*Exercise details:*
The answer should consist solely of the lines from the first one below through the line containing "for y in 0..64", copied exactly.
[Start of section]
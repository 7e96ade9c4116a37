//! Integration tests for the async execution bridge.
//!
//! These tests verify the complete bridge workflow including:
//! - Sync/async observational equivalence
//! - Per-handle submission-order serialization
//! - Parallelism across distinct handles
//! - Cancellation before start and cooperative cancellation mid-run
//! - Closed-handle fail-fast behavior
//! - Progress tick delivery

use geobridge::native::NativeError;
use geobridge::{alg, registry, Bridge, BridgeConfig, BridgeError, Dataset};
use std::ops::ControlFlow;
use std::sync::atomic::{AtomicUsize, Ordering};
use std::sync::{Arc, Mutex};
use std::time::Duration;

// =============================================================================
// Test Helpers
// =============================================================================

/// A 64x64 single-band raster whose rows hold `4 * y`.
fn ramp_dataset() -> (Dataset, geobridge::RasterBand) {
    let dataset = Dataset::open_memory_raster(64, 64, 1).unwrap();
    let band = dataset.bands().unwrap().get(1).unwrap();
    for y in 0..64 {
        band.write(0, y, 64, 1, &vec![4.0 * y as f64; 64]).unwrap();
    }
    (dataset, band)
}

async fn with_timeout<T>(fut: impl std::future::Future<Output = T>) -> T {
    tokio::select! {
        result = fut => result,
        _ = tokio::time::sleep(Duration::from_secs(5)) => panic!("test timed out"),
    }
}

// =============================================================================
// Integration Tests
// =============================================================================

#[tokio::test]
async fn test_sync_and_async_paths_agree() {
    let bridge = Bridge::new(BridgeConfig::with_workers(2));
    let (_dataset, band) = ramp_dataset();

    let blocking = alg::checksum_image(&band, None, None).unwrap();
    let bridged = with_timeout(alg::checksum_image_async(&bridge, &band, None).wait())
        .await
        .unwrap();
    assert_eq!(blocking, bridged);
}

#[tokio::test]
async fn test_same_handle_work_runs_in_submission_order() {
    // Plenty of pool capacity; the per-handle lane is what serializes.
    let bridge = Bridge::new(BridgeConfig::with_workers(4));
    let handle = registry().register();
    let order = Arc::new(Mutex::new(Vec::new()));

    let mut pending = Vec::new();
    for tag in 0..4usize {
        let order = Arc::clone(&order);
        pending.push(bridge.submit(&handle, move |_| {
            // The first item dawdles; later items must still wait for it.
            if tag == 0 {
                std::thread::sleep(Duration::from_millis(100));
            }
            order.lock().unwrap().push(tag);
            Ok(())
        }));
    }
    for work in pending {
        with_timeout(work.wait()).await.unwrap();
    }
    assert_eq!(*order.lock().unwrap(), vec![0, 1, 2, 3]);
}

#[tokio::test]
async fn test_distinct_handles_run_in_parallel() {
    let bridge = Bridge::new(BridgeConfig::with_workers(2));
    let slow_handle = registry().register();
    let fast_handle = registry().register();
    let order = Arc::new(Mutex::new(Vec::new()));

    let o = Arc::clone(&order);
    let slow = bridge.submit(&slow_handle, move |_| {
        std::thread::sleep(Duration::from_millis(200));
        o.lock().unwrap().push("slow");
        Ok(())
    });
    let o = Arc::clone(&order);
    let fast = bridge.submit(&fast_handle, move |_| {
        o.lock().unwrap().push("fast");
        Ok(())
    });

    with_timeout(fast.wait()).await.unwrap();
    with_timeout(slow.wait()).await.unwrap();
    // Completion order, not submission order.
    assert_eq!(*order.lock().unwrap(), vec!["fast", "slow"]);
}

#[tokio::test]
async fn test_cancel_before_start_runs_nothing() {
    let bridge = Bridge::new(BridgeConfig::with_workers(1));
    let handle = registry().register();
    let invoked = Arc::new(AtomicUsize::new(0));

    let blocker = bridge.submit(&handle, |_| {
        std::thread::sleep(Duration::from_millis(150));
        Ok(())
    });
    let counter = Arc::clone(&invoked);
    let queued = bridge.submit(&handle, move |_| {
        counter.fetch_add(1, Ordering::SeqCst);
        Ok(())
    });
    queued.cancel();

    let settled = with_timeout(queued.wait()).await;
    assert!(matches!(settled, Err(BridgeError::Cancelled)));
    with_timeout(blocker.wait()).await.unwrap();
    assert_eq!(invoked.load(Ordering::SeqCst), 0, "native side must not run");
}

#[tokio::test]
async fn test_cancel_while_waiting_for_permit_never_runs() {
    // One permit, held by a blocker on its own lane. The victim parks on
    // the semaphore; cancelling it must win even when the permit becomes
    // available in the same instant, so interleave the two repeatedly.
    let bridge = Bridge::new(BridgeConfig::with_workers(1));
    let invoked = Arc::new(AtomicUsize::new(0));

    for _ in 0..50 {
        let blocker_handle = registry().register();
        let victim_handle = registry().register();

        let blocker = bridge.submit(&blocker_handle, |_| {
            std::thread::sleep(Duration::from_millis(10));
            Ok(())
        });
        tokio::time::sleep(Duration::from_millis(2)).await;

        let counter = Arc::clone(&invoked);
        let victim = bridge.submit(&victim_handle, move |_| {
            counter.fetch_add(1, Ordering::SeqCst);
            Ok(())
        });
        tokio::task::yield_now().await;
        victim.cancel();

        assert!(matches!(
            with_timeout(victim.wait()).await,
            Err(BridgeError::Cancelled)
        ));
        with_timeout(blocker.wait()).await.unwrap();
    }
    assert_eq!(
        invoked.load(Ordering::SeqCst),
        0,
        "a cancelled-before-start item must never reach the native side"
    );
}

#[tokio::test]
async fn test_closed_handle_fails_fast_on_both_paths() {
    let bridge = Bridge::new(BridgeConfig::default());
    let dataset = Dataset::open_memory_raster(8, 8, 1).unwrap();
    let band = dataset.bands().unwrap().get(1).unwrap();
    dataset.close();

    let blocking = band.read(0, 0, 4, 4);
    assert!(matches!(blocking, Err(BridgeError::ClosedHandle(_))));

    let bridged = with_timeout(band.read_async(&bridge, 0, 0, 4, 4)).await;
    assert!(matches!(bridged, Err(BridgeError::ClosedHandle(_))));
}

#[tokio::test]
async fn test_progress_ticks_are_ordered_and_nonempty() {
    let bridge = Bridge::new(BridgeConfig::with_workers(2));
    let handle = registry().register();

    let work = bridge.submit(&handle, |sink| {
        for step in 1..=5 {
            sink.report(step as f64 / 5.0, "step");
        }
        Ok(())
    });

    let mut ticks = Vec::new();
    with_timeout(work.wait_with_progress(|tick| {
        ticks.push((tick.seq, tick.fraction));
        ControlFlow::Continue(())
    }))
    .await
    .unwrap();

    assert_eq!(ticks.len(), 5);
    assert!(ticks.windows(2).all(|w| w[0].0 < w[1].0));
    assert!(ticks.windows(2).all(|w| w[0].1 <= w[1].1));
}

#[tokio::test]
async fn test_cooperative_cancellation_stops_a_running_item() {
    let bridge = Bridge::new(BridgeConfig::with_workers(2));
    let handle = registry().register();
    let steps_run = Arc::new(AtomicUsize::new(0));

    let counter = Arc::clone(&steps_run);
    let work = bridge.submit(&handle, move |sink| {
        for step in 0..100 {
            if !sink.report(step as f64 / 100.0, "crunching") {
                return Err(NativeError::interrupted().into());
            }
            counter.fetch_add(1, Ordering::SeqCst);
            std::thread::sleep(Duration::from_millis(5));
        }
        Ok(())
    });

    let settled = with_timeout(work.wait_with_progress(|tick| {
        if tick.seq >= 2 {
            ControlFlow::Break(())
        } else {
            ControlFlow::Continue(())
        }
    }))
    .await;

    assert!(matches!(settled, Err(BridgeError::Cancelled)));
    assert!(
        steps_run.load(Ordering::SeqCst) < 100,
        "the item must stop before running to completion"
    );
}

#[tokio::test]
async fn test_shutdown_cancels_queued_work() {
    let bridge = Bridge::new(BridgeConfig::with_workers(1));
    let handle = registry().register();

    let blocker = bridge.submit(&handle, |_| {
        std::thread::sleep(Duration::from_millis(150));
        Ok(())
    });
    tokio::time::sleep(Duration::from_millis(30)).await;
    let queued = bridge.submit(&handle, |_| Ok(()));
    bridge.shutdown();

    assert!(matches!(
        with_timeout(queued.wait()).await,
        Err(BridgeError::Cancelled)
    ));
    // The in-flight native call cannot be preempted and completes.
    with_timeout(blocker.wait()).await.unwrap();
}
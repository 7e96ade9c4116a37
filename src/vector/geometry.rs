//! Geometry wrapper.
//!
//! Serialization to the GeoJSON-equivalent object graph is produced by the
//! native collaborator; this wrapper only exposes it.

use crate::native::{GeometryType, NativeGeometry};
use serde_json::Value;

/// A snapshot of one feature's geometry.
#[derive(Debug, Clone, PartialEq)]
pub struct Geometry {
    inner: NativeGeometry,
}

impl Geometry {
    pub(crate) fn new(inner: NativeGeometry) -> Self {
        Self { inner }
    }

    pub fn geometry_type(&self) -> GeometryType {
        self.inner.geometry_type()
    }

    pub fn is_empty(&self) -> bool {
        self.inner.is_empty()
    }

    /// The GeoJSON-equivalent object representation.
    pub fn to_object(&self) -> Value {
        self.inner.to_geojson()
    }
}
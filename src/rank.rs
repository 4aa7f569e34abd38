use std::cmp::Ordering;

use crate::Real;

/// Raise negative scores to zero, in place.
///
/// Applied uniformly to every formula's output before ranking; evaluation
/// itself returns unclamped values. NaN passes through untouched and is
/// handled by the NaN-last rule in [`dense_ranks_desc`].
pub fn clamp_nonnegative<R: Real>(scores: &mut [R]) {
    for score in scores.iter_mut() {
        if *score < R::zero() {
            *score = R::zero();
        }
    }
}

/// Rank rows by descending score: rank 1 is the highest score.
///
/// Ranks are dense (1..=N, no gaps, no shared ranks). Ties keep their input
/// order, so among equal scores the earlier row gets the better rank. NaN
/// scores sort after every real score, deterministically.
pub fn dense_ranks_desc<R: Real>(scores: &[R]) -> Vec<u32> {
    let mut order: Vec<usize> = (0..scores.len()).collect();
    // Stable sort: tied rows stay in input order.
    order.sort_by(|&lhs, &rhs| descending(scores[lhs], scores[rhs]));
    let mut ranks = vec![0; scores.len()];
    for (position, &row) in order.iter().enumerate() {
        ranks[row] = position as u32 + 1;
    }
    ranks
}

fn descending<R: Real>(lhs: R, rhs: R) -> Ordering {
    match (lhs.is_nan(), rhs.is_nan()) {
        (false, false) => rhs.partial_cmp(&lhs).unwrap_or(Ordering::Equal),
        (true, true) => Ordering::Equal,
        (true, false) => Ordering::Greater,
        (false, true) => Ordering::Less,
    }
}

/// Signed rank movement per row, fixed as `rank_b - rank_a`.
///
/// Positive means the second formula ranks the row worse than the first.
pub fn rank_delta(rank_a: &[u32], rank_b: &[u32]) -> Vec<i64> {
    assert_eq!(rank_a.len(), rank_b.len());
    rank_a
        .iter()
        .zip(rank_b.iter())
        .map(|(&a, &b)| i64::from(b) - i64::from(a))
        .collect()
}

#[cfg(test)]
mod tests {
    use super::*;

    #[test]
    fn ties_keep_input_order() {
        assert_eq!(dense_ranks_desc(&[5.0, 5.0, 3.0]), vec![1, 2, 3]);
    }

    #[test]
    fn ranks_are_dense_over_distinct_scores() {
        assert_eq!(dense_ranks_desc(&[10.0, 30.0, 20.0]), vec![3, 1, 2]);
    }

    #[test]
    fn nan_sorts_last() {
        assert_eq!(dense_ranks_desc(&[1.0, f64::NAN, 2.0]), vec![2, 3, 1]);
        assert_eq!(dense_ranks_desc(&[f64::NAN, f64::NAN, 2.0]), vec![2, 3, 1]);
    }

    #[test]
    fn infinity_ranks_first() {
        assert_eq!(dense_ranks_desc(&[1.0, f64::INFINITY, 2.0]), vec![3, 1, 2]);
    }

    #[test]
    fn empty_scores_rank_to_nothing() {
        assert_eq!(dense_ranks_desc::<f64>(&[]), Vec::<u32>::new());
    }

    #[test]
    fn clamp_raises_only_negatives() {
        let mut scores = [-1.5, 0.0, 2.0, f64::NEG_INFINITY];
        clamp_nonnegative(&mut scores);
        assert_eq!(scores, [0.0, 0.0, 2.0, 0.0]);
    }

    #[test]
    fn clamp_leaves_nan_alone() {
        let mut scores = [f64::NAN];
        clamp_nonnegative(&mut scores);
        assert!(scores[0].is_nan());
    }

    #[test]
    fn delta_is_b_minus_a() {
        assert_eq!(rank_delta(&[2, 3, 1], &[3, 2, 1]), vec![1, -1, 0]);
    }
}
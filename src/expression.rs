/// A validated scoring formula.
///
/// These seven variants are the entire language the evaluator understands:
/// the four arithmetic operators, negation, numeric constants, and named
/// per-row variables. Anything else a formula string contains is rejected
/// during lowering and can never reach evaluation, because there is no
/// variant to represent it. Trees are immutable once built and every
/// consumer matches exhaustively.
#[derive(Clone, Debug, PartialEq)]
pub enum ScoreExpr<R> {
    // Binary ops.
    Add(Box<ScoreExpr<R>>, Box<ScoreExpr<R>>),
    Div(Box<ScoreExpr<R>>, Box<ScoreExpr<R>>),
    Mul(Box<ScoreExpr<R>>, Box<ScoreExpr<R>>),
    Sub(Box<ScoreExpr<R>>, Box<ScoreExpr<R>>),

    // Unary negation.
    Neg(Box<ScoreExpr<R>>),

    // Constant, broadcast across every row.
    Literal(R),

    // Input column, looked up by name at evaluation time.
    Var(String),
}
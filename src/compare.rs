use std::collections::{BTreeMap, HashSet};

use log::debug;
use thiserror::Error;

use crate::evaluate::{Bindings, EvalError, Registers};
use crate::expression::ScoreExpr;
use crate::parse::{ParseError, VariableSet};
use crate::rank::{clamp_nonnegative, dense_ranks_desc, rank_delta};
use crate::Real;

/// Any failure while scoring a table with a formula.
///
/// Formula errors are user input errors, not transient faults: callers
/// display the message and stop, they do not retry.
#[derive(Debug, Error)]
pub enum FormulaError {
    #[error(transparent)]
    Parse(#[from] ParseError),
    #[error(transparent)]
    Eval(#[from] EvalError),
}

/// Row-aligned outcome of scoring one table with two formulas.
///
/// Scores are post-clamp (negative values raised to zero before ranking).
#[derive(Clone, Debug)]
pub struct Comparison<R> {
    pub score_a: Vec<R>,
    pub score_b: Vec<R>,
    pub rank_a: Vec<u32>,
    pub rank_b: Vec<u32>,
    /// `rank_b - rank_a`; positive means formula B ranks the row worse.
    pub rank_delta: Vec<i64>,
}

/// Score every row of `table` with both formulas and rank the results.
///
/// Each formula is parsed against the `allowed` whitelist, evaluated
/// column-wise, clamped with [`clamp_nonnegative`], and ranked descending.
/// The first failure aborts the whole comparison; there are no partial
/// results.
pub fn compare_formulas<R: Real>(
    table: &Bindings<R>,
    allowed: &VariableSet,
    formula_a: &str,
    formula_b: &str,
) -> Result<Comparison<R>, FormulaError> {
    let expr_a: ScoreExpr<R> = ScoreExpr::parse(formula_a, allowed)?;
    let expr_b: ScoreExpr<R> = ScoreExpr::parse(formula_b, allowed)?;

    let mut registers = Registers::new(table.row_count());
    let mut score_a = expr_a.evaluate(table, &mut registers)?;
    let mut score_b = expr_b.evaluate(table, &mut registers)?;
    clamp_nonnegative(&mut score_a);
    clamp_nonnegative(&mut score_b);

    let rank_a = dense_ranks_desc(&score_a);
    let rank_b = dense_ranks_desc(&score_b);
    let rank_delta = rank_delta(&rank_a, &rank_b);
    debug!(
        "compared {formula_a:?} against {formula_b:?} over {} rows",
        table.row_count()
    );

    Ok(Comparison {
        score_a,
        score_b,
        rank_a,
        rank_b,
        rank_delta,
    })
}

impl<R: Real> Comparison<R> {
    pub fn row_count(&self) -> usize {
        self.rank_a.len()
    }

    /// Rows ranked in the top `k` by either formula, sorted by `rank_a`.
    pub fn top_k_rows(&self, k: u32) -> Vec<usize> {
        let mut rows: Vec<usize> = (0..self.row_count())
            .filter(|&row| self.rank_a[row] <= k || self.rank_b[row] <= k)
            .collect();
        rows.sort_by_key(|&row| self.rank_a[row]);
        rows
    }

    /// Ordered histogram of rank movement, for charting the reshuffle.
    pub fn delta_distribution(&self) -> BTreeMap<i64, usize> {
        let mut counts = BTreeMap::new();
        for &delta in &self.rank_delta {
            *counts.entry(delta).or_insert(0) += 1;
        }
        counts
    }

    pub fn summary(&self, top_k: u32) -> RankSummary {
        let a_top: HashSet<usize> = (0..self.row_count())
            .filter(|&row| self.rank_a[row] <= top_k)
            .collect();
        let b_top: HashSet<usize> = (0..self.row_count())
            .filter(|&row| self.rank_b[row] <= top_k)
            .collect();
        let mean_abs_rank_shift = if self.rank_delta.is_empty() {
            0.0
        } else {
            let total: f64 = self
                .rank_delta
                .iter()
                .map(|delta| delta.unsigned_abs() as f64)
                .sum();
            total / self.rank_delta.len() as f64
        };
        RankSummary {
            top_k_overlap: a_top.intersection(&b_top).count(),
            mean_abs_rank_shift,
            improved: self.rank_delta.iter().filter(|&&delta| delta < 0).count(),
            worsened: self.rank_delta.iter().filter(|&&delta| delta > 0).count(),
        }
    }
}

/// Aggregate view of how much a formula change reshuffled the ranking.
#[derive(Clone, Copy, Debug, PartialEq)]
pub struct RankSummary {
    /// Rows present in both formulas' top k.
    pub top_k_overlap: usize,
    pub mean_abs_rank_shift: f64,
    /// Rows formula B moved up (`rank_delta < 0`).
    pub improved: usize,
    /// Rows formula B moved down (`rank_delta > 0`).
    pub worsened: usize,
}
[End of section]
*Task answer:*
repository 7e96ade9c4116a37
//! Integration tests for the async execution bridge.
//!
//! These tests verify the complete bridge workflow including:
//! - Sync/async observational equivalence
//! - Per-handle submission-order serialization
//! - Parallelism across distinct handles
//! - Cancellation before start and cooperative cancellation mid-run
//! - Closed-handle fail-fast behavior
//! - Progress tick delivery

use geobridge::native::NativeError;
use geobridge::{alg, registry, Bridge, BridgeConfig, BridgeError, Dataset};
use std::ops::ControlFlow;
use std::sync::atomic::{AtomicUsize, Ordering};
use std::sync::{Arc, Mutex};
use std::time::Duration;

// =============================================================================
// Test Helpers
// =============================================================================

/// A 64x64 single-band raster whose rows hold `4 * y`.
fn ramp_dataset() -> (Dataset, geobridge::RasterBand) {
    let dataset = Dataset::open_memory_raster(64, 64, 1).unwrap();
    let band = dataset.bands().unwrap().get(1).unwrap();
    for y in 0..64 {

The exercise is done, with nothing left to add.